Erste Geschichte gratis

Warum Hören etwas anderes ist als Zusehen

Das Bild entsteht im Kopf

Ein Video zeigt eurem Kind, wie der Wald aussieht. Eine Hörgeschichte lässt es den Wald selbst bauen. Euer Kind ist nicht Zuschauer, sondern Regisseur.

Es funktioniert im Dunkeln

Deshalb ist Hören das einzige Medium, das zum Einschlafen passt. Ein Bildschirm hält wach — eine Stimme lässt los.

Es funktioniert nebenbei

Beim Anziehen, im Auto, beim Malen. Ein Bildschirm verlangt die Augen; eine Geschichte begleitet, was ohnehin passiert.

Warum der eigene Name wirkt

Ein Kind, das seinen Namen hört, hört anders zu. Es ist nicht mehr Publikum — es ist gemeint. Deshalb kommt der Name bei uns zwölf- bis zwanzigmal vor, verteilt über die ganze Geschichte. Und deshalb muss er stimmen: Ihr hört die Aussprache vor dem Kauf, und wenn sie nicht passt, liefern wir kostenlos neu.

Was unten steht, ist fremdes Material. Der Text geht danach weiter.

//! Schema default values
//!
//! Defaults are looked up by schema path. Tag nodes carry their
//! instance-level defaults directly under the collection name, so
//! `defaults(["system", "syslog", "host"])` describes one host entry.

use std::path::Path;

use serde::{Deserialize, Serialize};
use serde_json::Value;

use super::keys::mangle_keys;
use super::merge::deep_merge;
use super::{subtree, ConfigTree};
use crate::store::{load_tree, StoreError};

/// Source of default values for a schema path
pub trait DefaultsProvider {
    /// Default subtree for `path`; empty when the schema declares none
    fn defaults(&self, path: &[&str]) -> ConfigTree;
}

/// Built-in syslog defaults
#[derive(Debug, Clone, Serialize, Deserialize)]
pub struct BuiltinDefaults {
    /// Remote host port (default: 514)
    pub host_port: u16,

    /// Transport for a forwarded facility (default: "udp")
    pub host_facility_protocol: String,

    /// Severity for facilities without an explicit level (default: "all")
    pub facility_level: String,

    /// Severity for console facilities (default: "err")
    pub console_facility_level: String,

    /// Rotated files kept per log (default: 5)
    pub archive_file: u64,

    /// Rotation threshold in KiB (default: 256)
    pub archive_size: u64,

    /// Seconds between `-- MARK --` lines (default: 1200)
    pub marker_interval: u64,
}

impl Default for BuiltinDefaults {
    fn default() -> Self {
        Self {
            host_port: 514,
            host_facility_protocol: "udp".to_string(),
            facility_level: "all".to_string(),
            console_facility_level: "err".to_string(),
            archive_file: 5,
            archive_size: 256,
            marker_interval: 1200,
        }
    }
}

impl BuiltinDefaults {
    /// Convert to a schema defaults tree rooted at the configuration root
    pub fn to_value(&self) -> Value {
        let archive = serde_json::json!({
            "file": self.archive_file,
            "size": self.archive_size
        });

        serde_json::json!({
            "system": {
                "syslog": {
                    "console": {
                        "facility": {
                            "level": self.console_facility_level
                        }
                    },
                    "global": {
                        "archive": archive,
                        "marker": {
                            "interval": self.marker_interval
                        },
                        "facility": {
                            "level": self.facility_level
                        }
                    },
                    "host": {
                        "port": self.host_port,
                        "facility": {
                            "level": self.facility_level,
                            "protocol": self.host_facility_protocol
                        }
                    },
                    "user": {
                        "facility": {
                            "level": self.facility_level
                        }
                    },
                    "file": {
                        "archive": archive,
                        "facility": {
                            "level": self.facility_level
                        }
                    }
                }
            }
        })
    }
}

/// Defaults backed by an in-memory schema tree
#[derive(Debug, Clone, PartialEq)]
pub struct SchemaDefaults {
    root: Value,
}

impl SchemaDefaults {
    pub fn new(root: Value) -> Self {
        Self {
            root: mangle_keys(&root, &[]),
        }
    }

    /// Built-in defaults only
    pub fn builtin() -> Self {
        Self::new(BuiltinDefaults::default().to_value())
    }

    /// Built-in defaults overridden by a JSON or TOML file
    pub fn load(path: &Path) -> Result<Self, StoreError> {
        let overrides = load_tree(path)?;
        Ok(Self::new(deep_merge(
            BuiltinDefaults::default().to_value(),
            overrides,
        )))
    }
}

impl Default for SchemaDefaults {
    fn default() -> Self {
        Self::builtin()
    }
}

impl DefaultsProvider for SchemaDefaults {
    fn defaults(&self, path: &[&str]) -> ConfigTree {
        match subtree(&self.root, path) {
            Some(Value::Object(map)) => map.clone(),
            _ => ConfigTree::new(),
        }
    }
}
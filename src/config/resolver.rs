//! Resolution of the raw configuration into an `EffectiveConfig`

use serde_json::Value;
use tracing::{debug, info};

use super::keys::mangle_tree;
use super::merge::merge;
use super::schema::{NodeKind, BASE_PATH, SPECIALIZED_ENTITIES, WATCHED_PATHS};
use super::tagnode::{resolve_node, resolve_tag_collection};
use super::{as_tree, subtree, ChangeDetector, DefaultsProvider, EffectiveConfig};

/// Builds the effective configuration from raw input.
///
/// Resolution has two outcomes: `None` when `system syslog` is not
/// configured (feature disabled), otherwise the fully resolved tree.
pub struct ConfigResolver<'a> {
    defaults: &'a dyn DefaultsProvider,
    changes: &'a dyn ChangeDetector,
}

impl<'a> ConfigResolver<'a> {
    pub fn new(defaults: &'a dyn DefaultsProvider, changes: &'a dyn ChangeDetector) -> Self {
        Self { defaults, changes }
    }

    /// Resolve the configuration rooted at `root`
    pub fn resolve(&self, root: &Value) -> Option<EffectiveConfig> {
        let Some(raw) = subtree(root, BASE_PATH).and_then(as_tree) else {
            info!(path = %BASE_PATH.join(" "), "not configured");
            return None;
        };

        let raw = mangle_tree(&raw, SPECIALIZED_ENTITIES);

        let mut top_defaults = self.defaults.defaults(BASE_PATH);
        for entity in SPECIALIZED_ENTITIES {
            top_defaults.remove(entity.key);
        }

        let mut config = merge(&top_defaults, &raw);

        for entity in SPECIALIZED_ENTITIES {
            let Some(node) = raw.get(entity.key).and_then(as_tree) else {
                continue;
            };

            let path: Vec<&str> = BASE_PATH.iter().copied().chain([entity.key]).collect();
            let resolved = match entity.kind {
                NodeKind::Tagged => {
                    resolve_tag_collection(&path, &node, entity.nested, self.defaults)
                }
                NodeKind::Single => resolve_node(&path, &node, entity.nested, self.defaults),
            };
            debug!(entity = entity.key, entries = resolved.len(), "resolved entity");
            config.insert(entity.key.to_string(), Value::Object(resolved));
        }

        let mut effective = EffectiveConfig::new(config);
        effective.restart_required = WATCHED_PATHS
            .iter()
            .any(|path| self.changes.has_changed(path));
        if effective.restart_required {
            info!("binding changed, restart required");
        }

        Some(effective)
    }
}

#[cfg(test)]
mod tests {
    use super::*;
    use crate::config::{SchemaDefaults, SnapshotDiff};
    use serde_json::json;

    struct Fixed(bool);

    impl ChangeDetector for Fixed {
        fn has_changed(&self, _path: &[&str]) -> bool {
            self.0
        }
    }

    fn schema() -> SchemaDefaults {
        SchemaDefaults::new(json!({
            "system": {"syslog": {
                "global": {
                    "marker": {"interval": 1200},
                    "facility": {"level": "all"}
                },
                "console": {"facility": {"level": "err"}},
                "host": {"port": 514, "facility": {"protocol": "udp"}},
                "file": {"archive": {"file": 5}, "facility": {"level": "all"}},
                "user": {"facility": {"level": "all"}},
                "timestamp": {"format": "rfc3339"}
            }}
        }))
    }

    fn resolve(root: Value, changed: bool) -> Option<EffectiveConfig> {
        let schema = schema();
        let changes = Fixed(changed);
        ConfigResolver::new(&schema, &changes).resolve(&root)
    }

    #[test]
    fn test_absent_root_disables() {
        assert!(resolve(json!({}), false).is_none());
        assert!(resolve(json!({"system": {"ntp": {}}}), true).is_none());
    }

    #[test]
    fn test_empty_root_enables() {
        let config = resolve(json!({"system": {"syslog": {}}}), false).unwrap();

        assert_eq!(config.get_str("timestamp.format"), Some("rfc3339"));
        assert!(!config.has("global"));
        assert!(!config.has("host"));
        assert!(!config.has("console"));
    }

    #[test]
    fn test_host_scenario() {
        let root = json!({"system": {"syslog": {
            "host": {"example": {"facility": {"kern": {}}}}
        }}});

        let config = resolve(root, false).unwrap();

        assert_eq!(config.get_u64("host.example.port"), Some(514));
        assert_eq!(
            config.get_str("host.example.facility.kern.protocol"),
            Some("udp")
        );
        assert!(!config.has("file"));
        assert!(!config.has("user"));
    }

    #[test]
    fn test_single_entities() {
        let root = json!({"system": {"syslog": {
            "console": {"facility": {"all": {}}},
            "global": {"facility": {"local7": {"level": "debug"}}}
        }}});

        let config = resolve(root, false).unwrap();

        assert_eq!(config.get_str("console.facility.all.level"), Some("err"));
        assert_eq!(config.get_str("global.facility.local7.level"), Some("debug"));
        assert_eq!(config.get_u64("global.marker.interval"), Some(1200));
        assert!(!config.has("global.facility.level"));
    }

    #[test]
    fn test_keys_mangled_names_kept() {
        let root = json!({"system": {"syslog": {
            "global": {"preserve-fqdn": {}},
            "file": {"auth-log": {"facility": {"auth": {}}}}
        }}});

        let config = resolve(root, false).unwrap();

        assert!(config.has("global.preserve_fqdn"));
        assert_eq!(config.get_u64("file.auth-log.archive.file"), Some(5));
        assert_eq!(config.get_str("file.auth-log.facility.auth.level"), Some("all"));
    }

    #[test]
    fn test_restart_marker() {
        let root = json!({"system": {"syslog": {"vrf": "mgmt"}}});

        assert!(!resolve(root.clone(), false).unwrap().restart_required);
        assert!(resolve(root, true).unwrap().restart_required);
    }

    #[test]
    fn test_restart_from_snapshots() {
        let schema = schema();
        let committed = json!({"system": {"syslog": {"vrf": "mgmt"}}});
        let staged = json!({"system": {"syslog": {"vrf": "red"}}});

        let diff = SnapshotDiff::new(&committed, &staged);
        let config = ConfigResolver::new(&schema, &diff).resolve(&staged).unwrap();
        assert!(config.restart_required);

        let diff = SnapshotDiff::new(&staged, &staged);
        let config = ConfigResolver::new(&schema, &diff).resolve(&staged).unwrap();
        assert!(!config.restart_required);
    }

    #[test]
    fn test_resolution_is_pure() {
        let root = json!({"system": {"syslog": {
            "host": {"a": {"facility": {"kern": {}}}},
            "console": {}
        }}});
        let before = root.clone();

        let first = resolve(root.clone(), false);
        let second = resolve(root.clone(), false);

        assert_eq!(first, second);
        assert_eq!(root, before);
    }
}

Warum Wiederholung gut ist

Kinder wollen dieselbe Geschichte fünfmal. Das ist kein Mangel an Neugier, sondern wie sie lernen: Beim zweiten Hören erkennen sie wieder, beim dritten sprechen sie mit, beim fünften gehört ihnen die Geschichte. Deshalb gehört euch die Datei — dauerhaft, ohne Streaming-Zwang, so oft ihr wollt.

Was nach dem Hören passiert

Zu jeder Geschichte gehört ein Blatt „Fragen für danach“ — drei Fragen zu genau dieser Geschichte, ein Ausmalbild und eine Idee zum Weitererzählen. Aus zwanzig Minuten Hören wird ein Gespräch am Frühstückstisch.

Wie lang eine Geschichte sein sollte

So lang, wie die Aufmerksamkeit trägt — und die wächst mit dem Alter:

2–3 Jahre
kurz und ruhig — bis etwa zehn Minuten, mit viel Wiederholung
4–5 Jahre
zehn bis zwanzig Minuten — eine klare Heldin, ein Ort, ein Abenteuer
6–7 Jahre
zwanzig bis dreißig Minuten — mehr Figuren, ein echter Spannungsbogen
8–10 Jahre
bis vierzig Minuten — verschachtelte Wege, eigene Entscheidungen

Und warum am Ende Musik läuft: Damit nach dem letzten Satz keine Stille kommt, die wieder wach macht. Die Geschichte klingt aus — und euer Kind gleich mit.